À Cuba, commence ce lundi 13 août un débat populaire qui durera trois mois sur le projet de la nouvelle Constitution. Une Constitution qui reconnaîtra notamment le rôle du marché et de l'activité privée dans l'économie cubaine. Mais les Cubains pourront y contribuer de façon restreinte.


Avant d'être soumis à référendum le 24 février février prochain, le projet de nouvelle Constitution, approuvé par les députés le 22 juillet dernier, doit être soumis aux citoyens cubains. Le projet est dans le cadre «d'un débat populaire» organisé dès ce lundi 13 août et jusqu'au 15 novembre dans les entreprises, les écoles et universités et les quartiers.

Claude Morin indique qu'il y a, malgré tout, « vraiment un intérêt, de la part de la population » au projet 13/08/2018 - par Victor Zammit Écouter

Le débat « va être organisé sur les lieux de travail, les lieux de résidence des Cubains, à l’université et dans l’équivalent des lycées, de manière à ce que toute la population qui le souhaite puisse être partie prenante de la discussion. On s’attend à ce qu’il y ait environ 130 000 points de rencontre pour discuter du projet de Constitution », nous expliqueClaude Morin, professeur honoraire à l'Université de Montréal, historien et spécialiste de l'Amérique latine.

Plus de 690 000 exemplaires du projet de Constitution ont déjà été vendus à la population de l’île. « J’ai vu que l’on avait publié plus d’un million d’exemplaires, qui ont été vendus à un peso, ce n’est environ même pas 20 centimes d’euros pour que les gens se le procurent. Il y a déjà eu plus de 690 000 exemplaires qui avaient été achetés par les Cubains.

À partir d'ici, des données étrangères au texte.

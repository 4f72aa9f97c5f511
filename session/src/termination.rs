use arbiter_core::{Color, DrawReason, PositionOracle};
use serde::Serialize;
use std::fmt;

/// A position repeated this many times is drawn.
pub const REPETITION_LIMIT: usize = 3;

/// Where the game stands. Only `InProgress` accepts further moves.
#[derive(Clone, Copy, Debug, Default, Eq, PartialEq, Hash, Serialize)]
#[serde(tag = "state", content = "detail", rename_all = "snake_case")]
pub enum Termination {
    #[default]
    InProgress,
    /// The named side delivered mate.
    CheckmateWon(Color),
    Draw(DrawReason),
    /// The rules report the game over for a reason that is neither mate nor draw.
    OtherTerminal,
}

impl Termination {
    pub fn is_terminal(self) -> bool {
        self != Termination::InProgress
    }

    pub fn winner(self) -> Option<Color> {
        match self {
            Termination::CheckmateWon(side) => Some(side),
            _ => None,
        }
    }

    /// Banner shown when the game ends; empty while it is still running.
    pub fn message(self) -> String {
        match self {
            Termination::InProgress => String::new(),
            Termination::CheckmateWon(side) => format!("{side} wins!"),
            Termination::Draw(_) => "Draw!".to_string(),
            Termination::OtherTerminal => "Game over".to_string(),
        }
    }
}

impl fmt::Display for Termination {
    fn fmt(&self, f: &mut fmt::Formatter<'_>) -> fmt::Result {
        match self {
            Termination::InProgress => f.write_str("in progress"),
            Termination::CheckmateWon(side) => write!(f, "checkmate, {side} wins"),
            Termination::Draw(reason) => write!(f, "draw by {reason}"),
            Termination::OtherTerminal => f.write_str("game over"),
        }
    }
}

/// Classifies the position reached by the last move.
///
/// `occurrences` is how many times this position has now been seen in the
/// game, counting the current one.
pub fn evaluate<O: PositionOracle>(
    oracle: &O,
    position: &O::Position,
    occurrences: usize,
) -> Termination {
    if oracle.is_checkmate(position) {
        // the mated side is the one to move
        return Termination::CheckmateWon(oracle.side_to_move(position).opponent());
    }
    if let Some(reason) = oracle.draw_reason(position) {
        return Termination::Draw(reason);
    }
    if occurrences >= REPETITION_LIMIT {
        return Termination::Draw(DrawReason::ThreefoldRepetition);
    }
    if oracle.is_game_over(position) {
        return Termination::OtherTerminal;
    }
    Termination::InProgress
}

#[cfg(test)]
mod tests {
    use super::*;
    use arbiter_core::{Position, StandardRules};

    #[test]
    fn test_checkmate_names_the_mating_side() {
        let mated =
            Position::from_fen("rnb1kbnr/pppp1ppp/8/4p3/6Pq/5P2/PPPPP2P/RNBQKBNR w KQkq - 1 3")
                .unwrap();
        let termination = evaluate(&StandardRules, &mated, 1);

        assert_eq!(termination, Termination::CheckmateWon(Color::Black));
        assert_eq!(termination.winner(), Some(Color::Black));
        assert_eq!(termination.message(), "Black wins!");
    }

    #[test]
    fn test_draws() {
        let stalemate = Position::from_fen("7k/5Q2/6K1/8/8/8/8/8 b - - 0 1").unwrap();
        assert_eq!(
            evaluate(&StandardRules, &stalemate, 1),
            Termination::Draw(DrawReason::Stalemate)
        );

        let start = Position::new();
        assert_eq!(evaluate(&StandardRules, &start, 2), Termination::InProgress);
        assert_eq!(
            evaluate(&StandardRules, &start, 3),
            Termination::Draw(DrawReason::ThreefoldRepetition)
        );
        assert_eq!(Termination::Draw(DrawReason::Stalemate).message(), "Draw!");
    }

    #[test]
    fn test_in_progress_is_not_terminal() {
        assert!(!Termination::InProgress.is_terminal());
        assert!(Termination::OtherTerminal.is_terminal());
        assert_eq!(Termination::InProgress.message(), "");
    }
}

Donc il y a vraiment un intérêt, de la part de la population, à lire et à discuter de ce projet actuel. »

« Le débat n'est pas dans un arc à 360° »

Des amendements pourront être apportés, qui seront discutés à l’Assemblée nationale à nouveau, et le texte final sera soumis à un référendum, poursuit le chercheur. Mais selon Claude Morin,les Cubains ne pourront pas modifier fondamentalement le projet constitutionnel.

Pour Claude Morin, professeur honoraire à l'Université de Montréal et expert de l'Amérique latine, «on ne pourra pas parler de tout» 13/08/2018 - par Victor Zammit Écouter

« C’est certain qu’aucune proposition ne pourra remettre en question l’orientation socialiste du système économique de Cuba, son système social, pas plus que l’on pourra prôner le multipartisme, ça c’est hors de question. Donc c'est sur d'autres aspects que le débat pourra porter. En d’autres mots, le terrain est balisé par le projet de Constitution lui-même. Je ne croirais pas que c’est formel, parce qu’on se donne beaucoup de mal, il faut donner une crédibilité à cette Constitution. »

« Mais la consultation, elle-même, c’est une opération qui est très fréquente dans tous les grands projets de réforme, poursuit-il. Il y a toujours eu un débat à Cuba, mais le débat n’est pas à 360° : il est dans un arc, disons, assez restreint au niveau public. Au niveau privé, c’est une autre affaire. On ne s’attend sûrement pas à de grands changements, soyons francs. »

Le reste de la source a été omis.